Advance Directives: Having the Talk
How to Talk to a Loved One About Making a Living Will and Durable Power of Attorney for Health Care
Benefits of Advance Directives continued...
But talking about an advance directive doesn't have to be so difficult, says David Casarett, MD, associate professor of medicine at the University of Pennsylvania and chief medical officer at Penn's hospice and palliative care program.
"If you think about advance directives as being all about death and dying and the final days, then it's really difficult," he says. "If you think about them the way they're intended -- which is if a family member ever gets to the point where they're not able to make decisions for themselves for any reason and they have a serious illness -- advance directives are really all about helping the family to come together and do the right thing."

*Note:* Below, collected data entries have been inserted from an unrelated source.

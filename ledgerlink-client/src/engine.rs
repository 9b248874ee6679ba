//! The connection engine
//!
//! One task per client owns every piece of mutable state: the current link,
//! the endpoint cursor, the call registry, server telemetry and all timers.
//! It multiplexes four sources with `tokio::select!`:
//!
//! - commands from [`LedgerClient`](crate::LedgerClient) handles
//! - events from the current transport link
//! - the outcome of a racing round
//! - the earliest armed timer
//!
//! Handlers run to completion one at a time, so nothing here needs a lock.
//! When every client handle is dropped the command channel closes and the
//! engine destroys itself.

use crate::client_builder::ClientOptions;
use crate::connection_state::{AttemptOutcome, ConnectionManager, LifecycleState};
use crate::dispatch::{self, Route};
use crate::events::{ClientEvent, EventBus};
use crate::metrics::ClientMetrics;
use crate::race::{self, Winner};
use crate::reconnect::ReconnectionStrategy;
use crate::request::{CallRegistry, InternalPurpose, Matched, Responder};
use crate::scheduler::{sleep_until, Clock, Scheduler, TimerKey};
use crate::transport::{Connector, TransportEvent, TransportLink, TransportOptions};
use ledgerlink_core::codec::{self, Inbound, Reply};
use ledgerlink_core::types::probe_sent_at;
use ledgerlink_core::{
    ConnectionState, Error, LedgerClosed, Request, Result, SendOptions, ServerInfo, ServerState,
};
use serde_json::Value;
use std::sync::Arc;
use std::time::Duration;
use tokio::sync::{mpsc, oneshot};
use tokio::task::JoinHandle;
use tokio::time::Instant;
use tracing::{debug, error, info, trace, warn};

/// Contact must be this recent for `ready()` to resolve immediately
const READY_CONTACT_SECS: f64 = 10.0;

/// Requests from client handles
#[derive(Debug)]
pub(crate) enum Command {
    Send {
        request: Request,
        options: SendOptions,
        reply: Responder,
    },
    Ready(oneshot::Sender<Result<()>>),
    State(oneshot::Sender<ConnectionState>),
    ClusterInfo(oneshot::Sender<Value>),
    Close(oneshot::Sender<()>),
    Reinstate {
        force_next_uplink: bool,
        done: oneshot::Sender<Result<()>>,
    },
    Destroy(oneshot::Sender<()>),
}

/// Everything the builder hands to a new engine
pub(crate) struct EngineParts {
    pub connector: Arc<dyn Connector>,
    pub options: ClientOptions,
    pub connection: ConnectionManager,
    pub strategy: Box<dyn ReconnectionStrategy>,
    pub bus: Arc<EventBus>,
    pub metrics: Option<Arc<ClientMetrics>>,
}

#[derive(Debug)]
struct RaceOutcome {
    round: u64,
    winner: Option<Winner>,
}

pub(crate) struct Engine {
    connector: Arc<dyn Connector>,
    transport: TransportOptions,
    options: ClientOptions,
    connection: ConnectionManager,
    strategy: Box<dyn ReconnectionStrategy>,
    registry: CallRegistry,
    server: ServerState,
    scheduler: Scheduler,
    clock: Clock,
    bus: Arc<EventBus>,
    metrics: Option<Arc<ClientMetrics>>,

    link: Option<TransportLink>,
    /// Bumped for every link, so the outbox can tell a fresh link apart
    generation: u64,
    link_open: bool,
    ready: bool,
    ever_online: bool,
    closed: bool,
    destroyed: bool,

    cluster_info: Option<Value>,
    cluster_waiters: Vec<oneshot::Sender<Value>>,
    ready_waiters: Vec<oneshot::Sender<Result<()>>>,

    race_tx: mpsc::UnboundedSender<RaceOutcome>,
    race_rx: mpsc::UnboundedReceiver<RaceOutcome>,
    race_round: u64,
    race_task: Option<JoinHandle<()>>,
}

/// Start an engine task; the returned sender is the only way to reach it
pub(crate) fn spawn(parts: EngineParts) -> mpsc::UnboundedSender<Command> {
    let (commands_tx, commands_rx) = mpsc::unbounded_channel();
    let engine = Engine::new(parts);
    tokio::spawn(engine.run(commands_rx));
    commands_tx
}

/// Next event of the current link; pending forever when there is none
async fn next_link_event(link: &mut Option<TransportLink>) -> TransportEvent {
    match link {
        Some(link) => link.next_event().await,
        None => std::future::pending().await,
    }
}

"Framed in that light, in my experience, a lot of people are not only willing, but enthusiastic about doing advance directives," Casarett says. "It helps to make sure a family comes together and doesn't wind up arguing or disagreeing -- framing advance directives as doing something for their family, rather than for themselves."
Start the Discussion
Advance directives aren't just for the sick or elderly. So don't wait until a loved one has been diagnosed with a terminal illness to start talking about advance directives.
Life can change in an instant. Someone might have a massive stroke or serious accident, for example. So don't wait until a loved one has been diagnosed with a terminal illness to start talking about advance directives.
"Having a discussion well in advance of a crisis just gives lots of opportunity for clarification or mutual understanding," says Kathy Brandt, senior vice president in the office of education and engagement at the National Hospice and Palliative Care Organization. That way, there's time to understand why a loved one has made certain choices, how he or she reached those decisions, and what values and beliefs informed them, she says.
Having the Talk
Look for graceful ways to introduce an advance directive:
The experiences of others: If a relative or friend has been gravely ill or has died recently, it may open the door to a discussion, Storey says. Besides asking a loved one what he or she would have wanted in that situation, Storey also suggests saying, "I really want to do a good job of representing what you would want in situations like that. Have you thought about that?"